Howdy!
tl;dr: I think the first argument on this line should be the address of the node, not the name:
It seems the cluster resources cache at /var/cache/incus/resources/
is no longer being updated on my incus nodes, which seems to be causing issues with starting VMs that have migration.stateful: "true"
set. When starting the a VM I get this following message:
$ incus start homecluster:ipa1
Error: Failed to get resources for incus2: Get "https://incus2/1.0/resources": Unable to connect to: incus2:443 ([dial tcp 192.168.10.8:443: connect: connection refused])
Try `incus info --show-log homecluster:ipa1` for more info
With incus monitor --pretty
I see the following messages while starting a VM:
DEBUG [2025-05-16T23:12:26-05:00] [incus1] Starting device device=config instance=ipa1 instanceType=virtual-machine project=default type=disk
DEBUG [2025-05-16T23:12:26-05:00] [incus1] Connecting to a remote Incus over HTTPS url="https://incus2"
DEBUG [2025-05-16T23:12:26-05:00] [incus1] Sending request to Incus etag= method=GET url="https://incus2/1.0/resources"
DEBUG [2025-05-16T23:12:26-05:00] [incus1] Instance operation lock finished action=start err="Failed to get resources for incus2: Get \"https://incus2/1.0/resources\": Unable to connect to: incus2:443 ([dial tcp 192.168.10.8:443: connect: connection refused])" instance=ipa1 project=default reusable=false
DEBUG [2025-05-16T23:12:26-05:00] [incus1] Stopping device device=agent instance=ipa1 instanceType=virtual-machine project=default type=disk
This is weird since it’s not specifying a port number and going by the node name instead of IP in the API call.

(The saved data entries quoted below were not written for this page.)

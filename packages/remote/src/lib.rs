//! # httpfs-remote
//!
//! A [`Store`] that forwards every request over HTTP.
//!
//! ```rust,no_run
//! use httpfs_core::{Method, Request, Store};
//! use httpfs_remote::RemoteStore;
//!
//! # async fn demo() -> Result<(), httpfs_core::Error> {
//! let remote = RemoteStore::new();
//! let response = remote
//!     .fetch(Request::parse(Method::Get, "https://example.com/doc.txt")?)
//!     .await?;
//! # Ok(())
//! # }
//! ```
//!
//! Because every store can resolve external sources, a `RemoteStore` can be
//! handed to a filesystem store as its COPY resolver.

pub mod error;

use async_trait::async_trait;
use http::{HeaderMap, HeaderName, HeaderValue};
use httpfs_core::{Error as StoreError, Request, Response, Store};
use reqwest::Client;
use url::Url;

pub use error::Error;

/// Forwards requests with a `reqwest` client.
///
/// Without a base URL, requests go to the URL they name. With one, the
/// request's path and query are rebased onto it.
#[derive(Debug, Clone, Default)]
pub struct RemoteStore {
    client: Client,
    base_url: Option<Url>,
    default_headers: HeaderMap,
}

impl RemoteStore {
    pub fn new() -> Self {
        Self::default()
    }

    pub fn with_client(client: Client) -> Self {
        Self {
            client,
            ..Self::default()
        }
    }

    /// Rebase every request onto `base_url`.
    pub fn with_base_url(base_url: &str) -> Result<Self, Error> {
        let mut base_url = Url::parse(base_url)?;
        if !base_url.path().ends_with('/') {
            let path = format!("{}/", base_url.path());
            base_url.set_path(&path);
        }
        Ok(Self {
            base_url: Some(base_url),
            ..Self::default()
        })
    }

    /// Add a header sent with every request unless the request sets it.
    pub fn with_default_header(mut self, name: &str, value: &str) -> Result<Self, Error> {
        self.default_headers
            .insert(HeaderName::try_from(name)?, HeaderValue::from_str(value)?);
        Ok(self)
    }

    pub fn base_url(&self) -> Option<&Url> {
        self.base_url.as_ref()
    }

    fn target(&self, url: &Url) -> Result<Url, Error> {
        let Some(base_url) = &self.base_url else {
            return Ok(url.clone());
        };
        let mut target = base_url.join(url.path().trim_start_matches('/'))?;
        target.set_query(url.query());
        Ok(target)
    }

    async fn forward(&self, request: Request) -> Result<Response, Error> {
        let method = http::Method::try_from(request.method())?;
        let url = self.target(request.url())?;
        log::debug!("forwarding {} {} to {}", method, request.url(), url);

        let mut headers = self.default_headers.clone();
        for name in request.headers().keys() {
            headers.remove(name);
        }
        for (name, value) in request.headers() {
            headers.append(name.clone(), value.clone());
        }

        let mut builder = self.client.request(method, url).headers(headers);
        if let Some(body) = request.into_body() {
            builder = builder.body(body);
        }
        let reply = builder.send().await?;

        let status = reply.status();
        let headers = reply.headers().clone();
        let body = reply.bytes().await?;

        let mut response = Response::new(status)
            .with_status_text(status.canonical_reason().map(str::to_string))
            .with_headers(headers);
        if !body.is_empty() {
            response = response.with_body(body);
        }
        Ok(response)
    }
}

#[async_trait]
impl Store for RemoteStore {
    async fn fetch(&self, request: Request) -> Result<Response, StoreError> {
        Ok(self.forward(request).await?)
    }
}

I see there was some recent re-work in this area as part of this PR Move cluster resource caching to point of consumption by janetkimmm · Pull Request #2072 · lxc/incus · GitHub and it looks like the first argument of cluster.Connect
was switched from the address to the node name in the process, which is probably the issue. I don’t see this PR included in the tagged 6.12 release, however it seems like it was cherry picked in the stable release for the deb package here: incus/.github/workflows/builds.yml at 317a13643fde465d464f5b4e72cd6c9ed9df8989 · zabbly/incus · GitHub
At the moment I’ve been able to work-around this issue by running touch /var/cache/incus/resources/*.yaml
on each of my nodes in the cluster or by setting migration.stateful: "false"
on the instance in question.